In a Word... Patsy McGarry

One of the conundrums of our times has to be the proliferation of `doctors.` Or, to be accurate, `Drs’ (capital D please!). I am not referring to the men and women of the medical profession who have brought us safely through the pandemic to date, becoming reluctant celebrities (most of them) in the process.

No, the Doctors I refer to garnered their qualifications in ‘lesser’ fields, such as economics for example. Not alone is it the dismal science, it can also be among the most useless.

For example those rare economists who forecast the thunderous crash of the western economy in 2008/2010 also became celebrities but because their colleagues were all forecasting a `soft landing going forward’ (bless my weary soul but that damn phrase still sticks in my craw!).

It’s not just in the area of economics. Get a doctorate on, for instance, feral behaviour of the wild Bactrian camel (Camelus ferus) in Outer Mongolia and you may well end up a media commentator on everything under the sun.

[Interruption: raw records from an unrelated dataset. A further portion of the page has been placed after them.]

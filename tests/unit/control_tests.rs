/******************************************************************************
   Author: Joaquín Béjar García
   Email: jb@taunais.com
   Date: 17/10/26
******************************************************************************/
use effect_sequencer::{Control, Event, ParseControlError, Repeat};

#[cfg(test)]
mod tests {
    use super::*;

    // --- Control vocabulary ---

    #[test]
    fn test_control_names() {
        let names: Vec<&str> = Control::ALL.iter().map(|c| c.as_str()).collect();
        assert_eq!(
            names,
            vec!["IDLE", "START", "RUNNING", "TERMINATE", "STOPPED", "SUSPEND", "RESUME"]
        );
    }

    #[test]
    fn test_control_round_trips_through_display() {
        for control in Control::ALL {
            assert_eq!(control.to_string().parse::<Control>(), Ok(control));
        }
    }

    #[test]
    fn test_unknown_control_name() {
        assert_eq!(
            "PAUSE".parse::<Control>(),
            Err(ParseControlError("PAUSE".to_string()))
        );
        assert_eq!(
            "stopped".parse::<Control>().unwrap_err().to_string(),
            "unknown control signal `stopped`"
        );
    }

    #[test]
    fn test_control_serializes_as_vocabulary() {
        let json = serde_json::to_string(&Control::Terminate).unwrap();
        assert_eq!(json, "\"TERMINATE\"");
    }

    // --- Event equality ---

    #[test]
    fn test_event_equality_is_by_value() {
        let a: Event = Event::message("A");
        assert_eq!(a, Event::message("A".to_string()));
        assert_ne!(a, Event::message("B"));
        assert_eq!(
            Event::<String>::control(Control::Start),
            Event::from(Control::Start)
        );
    }

    #[test]
    fn test_control_never_equals_message() {
        let control: Event = Event::control(Control::Stopped);
        assert_ne!(control, Event::message("STOPPED"));
        assert_eq!(control.to_string(), Event::<String>::message("STOPPED").to_string());
    }

    #[test]
    fn test_event_accessors() {
        let control: Event = Event::control(Control::Resume);
        assert_eq!(control.as_control(), Some(Control::Resume));
        assert!(control.is_control(Control::Resume));
        assert!(!control.is_control(Control::Suspend));
        assert_eq!(control.payload(), None);

        let message: Event = Event::message("payload");
        assert_eq!(message.as_control(), None);
        assert_eq!(message.payload().map(String::as_str), Some("payload"));
    }

    // --- Repeat policy ---

    #[test]
    fn test_repeat_from_count() {
        assert_eq!(Repeat::from(-5), Repeat::Forever);
        assert_eq!(Repeat::from(0), Repeat::Once);
        assert_eq!(Repeat::from(1), Repeat::Once);
        assert_eq!(Repeat::from(4), Repeat::Times(4));
    }

    #[test]
    fn test_repeat_law() {
        for (policy, shots) in [(Repeat::Once, 1), (Repeat::Times(1), 1), (Repeat::Times(5), 5)] {
            let mut repeat = policy;
            let mut fired = 1;
            while repeat.advance() {
                fired += 1;
            }
            assert_eq!(fired, shots, "{policy:?}");
        }

        let mut forever = Repeat::Forever;
        assert!((0..1000).all(|_| forever.advance()));
        assert_eq!(forever.remaining(), None);
    }

    #[test]
    fn test_repeat_remaining() {
        let mut repeat = Repeat::Times(3);
        assert_eq!(repeat.remaining(), Some(3));
        repeat.advance();
        assert_eq!(repeat.remaining(), Some(2));
        assert_eq!(Repeat::Times(0).remaining(), Some(1));
        assert_eq!(Repeat::Once.remaining(), Some(1));
    }
}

The thinking being - apparently - that if you know everything about something you just might know everything about anything. And if you think my suggestion concerning the Bactrian camel is over the top, well, you ain’t seen nothing yet.

Every year since 1991 the Ig Nobel Prize awards have been presented at Harvard University in the US to the top 10 `achievements’ in scientific research of the given year.

The Biology Prize for 2021 was won by Sweden for an academic study on “variations in purring, chirping, chattering, trilling, tweedling, murmuring, meowing, moaning, squeaking, hissing, yowling, howling, growling, and other modes of cat-human communication.”

The Medicine Prize went to researchers from Germany, Turkey, and the UK “for demonstrating that sexual orgasms can be as effective as decongestant medicines at improving nasal breathing.”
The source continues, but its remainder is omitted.